▶ Exercise aim
What lines below include the string "through"? Pick them out and copy them.

══ Data for analysis

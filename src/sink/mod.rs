//! A logger delivers each formatted line to exactly one sink. The `Sink` trait is the
//! only capability the logger needs, so callers can plug in closures, buffers, or writers.

mod console;
mod memory;
mod writer;

pub use console::ConsoleSink;
pub use memory::MemorySink;
pub use writer::WriterSink;

/// `Send + Sync` lets a logger be moved to or shared with other threads behind a lock.
pub trait Sink: Send + Sync {
    /// Delivers one fully formatted line.
    ///
    /// # Errors
    /// Whatever the underlying destination reports; the logger returns it unchanged.
    fn write(&self, line: &str) -> Result<(), crate::Error>;
}

impl<F> Sink for F
where
    F: Fn(&str) -> Result<(), crate::Error> + Send + Sync,
{
    fn write(&self, line: &str) -> Result<(), crate::Error> {
        self(line)
    }
}

impl<S: Sink + ?Sized> Sink for std::sync::Arc<S> {
    fn write(&self, line: &str) -> Result<(), crate::Error> {
        (**self).write(line)
    }
}

/// Pins a closure to the `Sink` signature so its argument and error types are inferred.
///
/// ```
/// use gatelog::sink;
///
/// let quiet = sink::from_fn(|line| {
///     assert!(!line.is_empty());
///     Ok(())
/// });
/// let logger = gatelog::create_logger_with_sink("svc", quiet);
/// assert_eq!(logger.name(), "svc");
/// ```
pub const fn from_fn<F>(f: F) -> F
where
    F: Fn(&str) -> Result<(), crate::Error> + Send + Sync,
{
    f
}
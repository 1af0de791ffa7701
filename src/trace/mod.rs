//! Call tracing: a call site reports its own name and arguments and the logger prints
//! them as `function(arg1, arg2, ...)`.
//!
//! Nothing here inspects the stack. [`TraceArg`] turns each argument into text ahead of
//! time, and the [`crate::invocation!`] macro fills in the enclosing function's name from
//! its type path at compile time.

use serde::Serialize;
use std::fmt;

/// One argument of a traced call, already reduced to what will be printed.
#[derive(Debug, Clone, PartialEq, Eq)]
pub enum TraceArg {
    /// A function or closure, shown by name.
    Callable(String),
    /// No value; renders as `None`.
    Absent,
    /// Compact JSON produced by `serde_json`.
    Json(String),
    /// Serialization failed; shown by its explicit name if it has one, else its type.
    Opaque {
        name: Option<String>,
        type_name: &'static str,
    },
}

impl TraceArg {
    /// Functions and closures don't serialize, so the call site names them.
    #[must_use]
    pub fn callable(name: impl Into<String>) -> Self {
        Self::Callable(name.into())
    }

    /// An argument the caller left out.
    #[must_use]
    pub const fn absent() -> Self {
        Self::Absent
    }

    /// JSON when `value` serializes to something non-empty, its type name otherwise.
    /// Values that serialize to `null`, such as `Option::None`, are [`TraceArg::Absent`].
    #[must_use]
    pub fn value<T: Serialize + ?Sized>(value: &T) -> Self {
        Self::serialize(value, None)
    }

    /// Like [`TraceArg::value`], but falls back to `name` before the type name.
    #[must_use]
    pub fn named_value<T: Serialize + ?Sized>(name: impl Into<String>, value: &T) -> Self {
        Self::serialize(value, Some(name.into()))
    }

    fn serialize<T: Serialize + ?Sized>(value: &T, name: Option<String>) -> Self {
        match serde_json::to_string(value) {
            Ok(json) if json == "null" => Self::Absent,
            Ok(json) if !json.is_empty() => Self::Json(json),
            _ => Self::Opaque {
                name,
                type_name: std::any::type_name::<T>(),
            },
        }
    }
}

impl fmt::Display for TraceArg {
    fn fmt(&self, f: &mut fmt::Formatter<'_>) -> fmt::Result {
        match self {
            Self::Callable(name)
            | Self::Json(name)
            | Self::Opaque {
                name: Some(name), ..
            } => f.write_str(name),
            Self::Absent => f.write_str("None"),
            Self::Opaque {
                name: None,
                type_name,
            } => f.write_str(type_name),
        }
    }
}

impl<T: Serialize> From<Option<T>> for TraceArg {
    fn from(value: Option<T>) -> Self {
        value.map_or(Self::Absent, |v| Self::value(&v))
    }
}

/// Reduces a marker item's type path (`crate::module::function::marker`) to `function`,
/// looking through closures and async blocks.
#[doc(hidden)]
#[must_use]
pub fn enclosing_fn_name(marker_path: &'static str) -> &'static str {
    let mut path = marker_path
        .rsplit_once("::")
        .map_or(marker_path, |(parent, _marker)| parent);
    while let Some(parent) = path.strip_suffix("::{{closure}}") {
        path = parent;
    }
    path.rsplit("::").next().unwrap_or(path)
}

/// Traces the enclosing function with the given arguments.
///
/// The level is `Debug` unless one is named with `level = ...`.
/// Arguments must implement `serde::Serialize`. They are only rendered when
/// the logger would emit.
///
/// ```
/// use gatelog::{Level, MemorySink, Registry};
///
/// let registry = Registry::new();
/// let sink = MemorySink::new();
/// let mut logger = registry.create_logger_with_sink("svc", sink.clone());
/// logger.set_threshold(Level::Debug);
///
/// fn connect(logger: &gatelog::Logger, host: &str, port: u16) {
///     gatelog::invocation!(logger, host, port).unwrap();
/// }
///
/// connect(&logger, "db", 5432);
/// # if !logger.is_strict() {
/// assert_eq!(sink.lines(), vec![r#"svc [DEBUG]: connect("db", 5432)"#]);
/// # }
/// ```
#[macro_export]
macro_rules! invocation {
    ($logger:expr, level = $level:expr $(, $arg:expr)* $(,)?) => {{
        let logger: &$crate::Logger = &$logger;
        let level: $crate::Level = $level;
        if logger.is_tracing(level) {
            fn __gatelog_marker() {}
            let function = $crate::trace::enclosing_fn_name(
                ::std::any::type_name_of_val(&__gatelog_marker),
            );
            logger.trace_call(function, &[$($crate::TraceArg::value(&$arg)),*], level)
        } else {
            ::std::result::Result::<(), $crate::Error>::Ok(())
        }
    }};
    ($logger:expr $(, $arg:expr)* $(,)?) => {
        $crate::invocation!($logger, level = $crate::Level::Debug $(, $arg)*)
    };
}
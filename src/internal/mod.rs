//! gatelog's own diagnostics (config fallbacks, load paths), reported through a
//! regular [`Logger`] so they share the `name [LEVEL]: message` format.
//!
//! Uses `OnceLock` so the logger is initialized exactly once, even if several
//! entry points race to call `init`.

use crate::level::Level;
use crate::logger::Logger;
use crate::registry::AssertFlag;
use crate::sink::WriterSink;
use std::io;
use std::sync::OnceLock;

/// Environment variable holding the diagnostic threshold (`debug`, `info`, ...).
pub const LOG_ENV: &str = "GATELOG_LOG";

static INTERNAL_LOGGER: OnceLock<Logger> = OnceLock::new();

/// Only the first call takes effect; later calls are no-ops.
pub fn init() {
    let was_init = INTERNAL_LOGGER.get().is_some();
    INTERNAL_LOGGER.get_or_init(build_internal_logger);
    if !was_init {
        debug("Internal logger ready");
    }
}

fn build_internal_logger() -> Logger {
    let threshold = std::env::var(LOG_ENV)
        .ok()
        .and_then(|value| value.parse().ok())
        .unwrap_or(Level::Warn);

    // Diagnostics go to stderr and must never escalate, whatever the caller's assert mode.
    let mut logger = Logger::new(
        "gatelog",
        Box::new(WriterSink::new(io::stderr())),
        false,
        AssertFlag::new(false),
    );
    logger.set_threshold(threshold);
    logger
}

/// Pre-init calls silently vanish rather than failing; safe during early startup.
fn log(level: Level, msg: &str) {
    if let Some(logger) = INTERNAL_LOGGER.get() {
        let _ = logger.print(level, msg);
    }
}

/// Startup and config-resolution detail, hidden at the default threshold.
pub fn debug(msg: &str) {
    log(Level::Debug, msg);
}

/// Milestones such as which config file was loaded.
pub fn info(msg: &str) {
    log(Level::Info, msg);
}

/// Non-fatal anomalies such as an unknown threshold name in config.
pub fn warn(msg: &str) {
    log(Level::Warn, msg);
}
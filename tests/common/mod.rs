//! Shared fixtures: registries that ignore `GATELOG_STRICT` so results don't
//! depend on the environment the tests run in.

#![allow(dead_code)]

use gatelog::{Config, Logger, MemorySink, Registry};

pub fn registry_with(strict: bool) -> Registry {
    let mut config = Config::default();
    config.general.strict = Some(strict);
    Registry::from_config(config)
}

pub fn registry() -> Registry {
    registry_with(false)
}

pub fn captured(registry: &Registry, name: &str) -> (Logger, MemorySink) {
    let sink = MemorySink::new();
    let logger = registry.create_logger_with_sink(name, sink.clone());
    (logger, sink)
}
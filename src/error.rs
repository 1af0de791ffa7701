//! Unified error type for all gatelog operations.

/// Error type for gatelog operations.
#[derive(Debug)]
pub enum Error {
    /// Assert mode turned an ERROR-level message into a failure; carries the formatted line.
    Assertion(String),
    /// I/O error from a sink or config file.
    Io(std::io::Error),
    /// Failure reported by a user-supplied sink.
    Sink(String),
    /// Level name or rank outside the five known levels.
    InvalidLevel(String),
    /// TOML config parsing error.
    ConfigParse(toml::de::Error),
    /// Config directory not found.
    ConfigDirNotFound,
}

impl std::fmt::Display for Error {
    fn fmt(&self, f: &mut std::fmt::Formatter<'_>) -> std::fmt::Result {
        match self {
            Self::Assertion(line) => write!(f, "assertion failed: {line}"),
            Self::Io(e) => write!(f, "I/O error: {e}"),
            Self::Sink(s) => write!(f, "sink error: {s}"),
            Self::InvalidLevel(level) => write!(f, "invalid level: {level}"),
            Self::ConfigParse(e) => write!(f, "parse error: {e}"),
            Self::ConfigDirNotFound => write!(f, "config directory not found"),
        }
    }
}

impl std::error::Error for Error {
    fn source(&self) -> Option<&(dyn std::error::Error + 'static)> {
        match self {
            Self::Io(e) => Some(e),
            Self::ConfigParse(e) => Some(e),
            _ => None,
        }
    }
}

impl From<std::io::Error> for Error {
    fn from(e: std::io::Error) -> Self {
        Self::Io(e)
    }
}

impl From<toml::de::Error> for Error {
    fn from(e: toml::de::Error) -> Self {
        Self::ConfigParse(e)
    }
}
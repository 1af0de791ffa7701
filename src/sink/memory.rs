//! Captures emitted lines in memory so embedders and tests can inspect exactly what a
//! logger produced.

use super::Sink;
use std::sync::{Arc, Mutex, MutexGuard, PoisonError};

/// Clones share one buffer: hand one clone to the logger, keep the other to read back.
#[derive(Debug, Clone, Default)]
pub struct MemorySink {
    lines: Arc<Mutex<Vec<String>>>,
}

impl MemorySink {
    /// Starts with an empty buffer.
    #[must_use]
    pub fn new() -> Self {
        Self::default()
    }

    /// Snapshot of everything written so far, oldest first.
    #[must_use]
    pub fn lines(&self) -> Vec<String> {
        self.lock().clone()
    }

    /// Number of lines captured so far.
    #[must_use]
    pub fn len(&self) -> usize {
        self.lock().len()
    }

    /// True when nothing passed the gate, the usual assertion for filtered calls.
    #[must_use]
    pub fn is_empty(&self) -> bool {
        self.lock().is_empty()
    }

    /// Most recent line, when only the latest emission matters.
    #[must_use]
    pub fn last(&self) -> Option<String> {
        self.lock().last().cloned()
    }

    /// Lets one sink be reused across phases of a test.
    pub fn clear(&self) {
        self.lock().clear();
    }

    // A panic while holding the lock can't leave a Vec<String> half-written.
    fn lock(&self) -> MutexGuard<'_, Vec<String>> {
        self.lines.lock().unwrap_or_else(PoisonError::into_inner)
    }
}

impl Sink for MemorySink {
    fn write(&self, line: &str) -> Result<(), crate::Error> {
        self.lock().push(line.to_string());
        Ok(())
    }
}
//! Adapts any `io::Write` (stderr, an open file, a socket) into a sink.

use super::Sink;
use std::io::Write;
use std::sync::{Mutex, PoisonError};

/// The writer sits behind a mutex because `Sink::write` only gets `&self`.
#[derive(Debug)]
pub struct WriterSink<W> {
    writer: Mutex<W>,
}

impl<W: Write + Send> WriterSink<W> {
    #[must_use]
    pub const fn new(writer: W) -> Self {
        Self {
            writer: Mutex::new(writer),
        }
    }

    /// Gives the writer back, e.g. to inspect a `Vec<u8>` after logging.
    #[must_use]
    pub fn into_inner(self) -> W {
        self.writer
            .into_inner()
            .unwrap_or_else(PoisonError::into_inner)
    }
}

impl<W: Write + Send> Sink for WriterSink<W> {
    fn write(&self, line: &str) -> Result<(), crate::Error> {
        let mut writer = self.writer.lock().unwrap_or_else(PoisonError::into_inner);
        let result = writeln!(writer, "{line}").and_then(|()| writer.flush());
        drop(writer);
        Ok(result?)
    }
}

════

▶ Exercise response
/// looking through closures and async blocks.
//! gatelog's own diagnostics (config fallbacks, load paths), reported through a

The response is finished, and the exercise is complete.